So wie aus dem Putsch die Chance für eine Rückkehr der Demokratie wird, bringt der Tesla-Deal die Chance, dass das Lithium aus Bolivien doch noch nach Deutschland kommt.
von Stefan Heidenreich, 14.11.19
Gestern kamen zwei Nachrichten über Tesla. Die eine war, dass Elon Musk bei Berlin eine Fabrik eröffnen will. Das war aber nicht die einzige gute Nachricht über das Unternehmen in letzter Zeit. Die andere kam aus Bolivien. Und die hatte mit zwei Rücktritten zu tun.
Die Geschichte beginnt damit, dass der amtierende Präsident von Bolivien, Evo Morales, die dortigen Wahlen am 20. Oktober gewonnen hatte. Dagegen kam es zu Protesten, aber nach allem was unabhängige Wahlbeobachter sagen, ging es mit rechten Dingen zu. Drei Wochen später wurde Morales zurückgetreten. Oder wie soll man das nennen, wenn zuerst das Militär sagt, er soll gehen, und er das dann auch tut? Manche Journalisten sprachen da lieber von einem Putsch. Einige Politiker der Linken wie Jeremy Corbyn und Bernie Sanders protestierten gegen den Vorgang. Von Konservativen oder Sozialdemokraten gab es bisher zu dem Fall so gut wie nichts zu hören. Die deutsche Regierung hatte offenbar nichts einzuwenden, sondern sprach von »einem wichtigen Schritt hin zu einer friedlichen Lösung.«
Dieser Sicht der Dinge schloss sich auch ein Großteil der Medien an. Die Schuld für den Rücktritt gaben sie Morales selbst. Er habe sich an die Macht geklammert, als ob das nicht genau das ist, was von einem gewählten Präsidenten erwartet wird. Oder er sei seiner Hybris zum Opfer gefallen, und nicht einer von Bibelfaschisten organisierten Machtübernahme. Im Sinn eines Eintretens für Demokratie hätte man sowohl von Politikern als auch von Journalisten eine etwas, wie soll man sagen, entschiedenere Ansicht erwartet. Trump hat sogar versucht, den Putsch als eine Rückkehr zur Demokratie zu verkaufen. Spätesten seit Morales’ letzter Rede vor der UN-Versammlung mochten sich die beiden nicht sonderlich.

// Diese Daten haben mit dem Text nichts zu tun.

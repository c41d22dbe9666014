//! Pipeline entry point
//!
//! A caller builds one [`PdfCommand`], runs it, and gets back a
//! [`ProcessResult`] whose error (if any) is already the message to show.

use crate::artifact::{Artifact, InputFile};
use crate::compress::{compress_local, CompressionProfile};
use crate::convert::convert_to_sheet;
use crate::error::PdfUtilError;
use crate::merge::merge_documents_with_progress;
use crate::naming::merged_file_name;
use crate::progress::Progress;
use crate::split::{split_all, split_selected};
use serde::{Deserialize, Serialize};

#[derive(Debug, Clone, Deserialize)]
#[serde(tag = "type")]
pub enum PdfCommand {
    Merge {
        files: Vec<InputFile>,
    },
    SplitAll {
        file: InputFile,
    },
    SplitSelected {
        file: InputFile,
        pages: Vec<u32>,
    },
    Convert {
        file: InputFile,
    },
    CompressLocal {
        file: InputFile,
        #[serde(default)]
        profile: CompressionProfile,
    },
}

impl PdfCommand {
    pub fn name(&self) -> &'static str {
        match self {
            PdfCommand::Merge { .. } => "merge",
            PdfCommand::SplitAll { .. } => "split_all",
            PdfCommand::SplitSelected { .. } => "split_selected",
            PdfCommand::Convert { .. } => "convert",
            PdfCommand::CompressLocal { .. } => "compress",
        }
    }

    fn input_size(&self) -> usize {
        match self {
            PdfCommand::Merge { files } => files.iter().map(InputFile::size).sum(),
            PdfCommand::SplitAll { file }
            | PdfCommand::SplitSelected { file, .. }
            | PdfCommand::Convert { file }
            | PdfCommand::CompressLocal { file, .. } => file.size(),
        }
    }
}

#[derive(Debug, Clone, Serialize)]
pub struct ProcessResult {
    pub success: bool,
    pub artifacts: Vec<Artifact>,
    /// User-facing message
    pub error: Option<String>,
    pub metrics: Option<ProcessMetrics>,
}

impl ProcessResult {
    fn failed(error: &PdfUtilError) -> Self {
        Self {
            success: false,
            artifacts: Vec::new(),
            error: Some(error.user_message()),
            metrics: None,
        }
    }
}

#[derive(Debug, Clone, Serialize)]
pub struct ProcessMetrics {
    pub input_size_bytes: usize,
    pub output_size_bytes: usize,
    pub artifact_count: usize,
    pub processing_time_ms: u64,
    /// Reduction shown for compression, assumed unless measured
    #[serde(skip_serializing_if = "Option::is_none")]
    pub reduction_percentage: Option<f64>,
}

/// Run one command to completion
pub fn run(command: PdfCommand, progress: &mut Progress<'_>) -> ProcessResult {
    let started = chrono::Utc::now();
    let name = command.name();
    let input_size = command.input_size();

    match execute(command, progress) {
        Ok((artifacts, reduction_percentage)) => {
            progress.report(100.0, "Complete");
            let elapsed = chrono::Utc::now() - started;
            let metrics = ProcessMetrics {
                input_size_bytes: input_size,
                output_size_bytes: artifacts.iter().map(Artifact::size).sum(),
                artifact_count: artifacts.len(),
                processing_time_ms: elapsed.num_milliseconds().max(0) as u64,
                reduction_percentage,
            };
            tracing::info!(
                command = name,
                artifacts = metrics.artifact_count,
                ms = metrics.processing_time_ms,
                "Command complete"
            );
            ProcessResult {
                success: true,
                artifacts,
                error: None,
                metrics: Some(metrics),
            }
        }
        Err(e) => {
            tracing::warn!(command = name, kind = ?e.kind(), error = %e, "Command failed");
            ProcessResult::failed(&e)
        }
    }
}

fn execute(
    command: PdfCommand,
    progress: &mut Progress<'_>,
) -> Result<(Vec<Artifact>, Option<f64>), PdfUtilError> {
    match command {
        PdfCommand::Merge { files } => {
            let documents = files.into_iter().map(|f| f.bytes).collect();
            let merged = merge_documents_with_progress(documents, progress)?;
            progress.report(95.0, "Preparing download...");
            let file_name = merged_file_name(chrono::Utc::now().timestamp_millis());
            Ok((vec![Artifact::pdf(file_name, merged)], None))
        }
        PdfCommand::SplitAll { file } => {
            Ok((split_all(&file.bytes, &file.name, progress)?, None))
        }
        PdfCommand::SplitSelected { file, pages } => Ok((
            split_selected(&file.bytes, &file.name, &pages, progress)?,
            None,
        )),
        PdfCommand::Convert { file } => {
            Ok((vec![convert_to_sheet(&file.bytes, &file.name, progress)?], None))
        }
        PdfCommand::CompressLocal { file, profile } => {
            let report = compress_local(&file.bytes, &file.name, profile, progress)?;
            Ok((vec![report.artifact], Some(report.reduction_percentage)))
        }
    }
}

Mittlerweile kommen manchen Zeitungen Zweifel an ihrer ursprünglichen Version. Aber die werden sehr zaghaft geäußert. Putsch oder Demokratie? Ist doch egal, »denn diese scheinbaren Gegensätze schließen sich nicht aus.« Das hatte ich bis jetzt noch nicht so gesehen, aber dann ist ja alles in Ordnung. Eine Putschdemokratie eben.
Kommen wir zu dem zweiten Rücktritt in Bolivien. Der traf auf weit weniger Gegenliebe aus Deutschland. Denn das Land trat, nachdem Morales den Deal gerade unterzeichnet hatte, ganz überraschend von einem deutschen Projekt zur Förderung von Lithium zurück. Es wäre ein Projekt unter Einsatz neuer Technologien gewesen, das hohe Umweltstandards verfolgt und zusammen mit Boliviens Staatsunternehmen lokal mehr Wertschöpfung gebracht hätte. Ein gutes Projekt, eine deutsches Vorzeigeprojekt. Und kein kleines Vorhaben. Der Salzsee im Süden des Landes, um den es ging, birgt eine der weltweit größte bekannten Lagerstätte von Lithium. Eigentlich wären beide Rücktritte gute Gelegenheiten gewesen, wenn schon nicht für Demokratie, so doch für deutsche Rohstoffinteressen einzutreten. Oder für beides.
Wie auch immer, den Aktien von Tesla haben die Rücktritte in Bolivien gut getan. Denn der Konzern hatte sich um dieselben Schürfrechte bemüht, kam aber nicht zum Zuge, weil er nicht bereit war, auf die umwelt- und menschenfreundlichen Vorgaben der Regierung Morales einzugehen.
»Tesla (United States) and Pure Energy Minerals (Canada) both showed great interest in having a direct stake in Bolivian lithium. But they could not make a deal that would take into consideration the parameters set by the Morales government.« schreibt die Asia Times.
Um so besser, daß Tesla uns nun eine Fabrik vor die Tore von Berlin bauen will. Denn so wie aus dem Putsch die Chance für eine Rückkehr der Demokratie wird, bringt der Tesla-Deal die Chance, dass das Lithium aus Bolivien doch noch nach Deutschland kommt.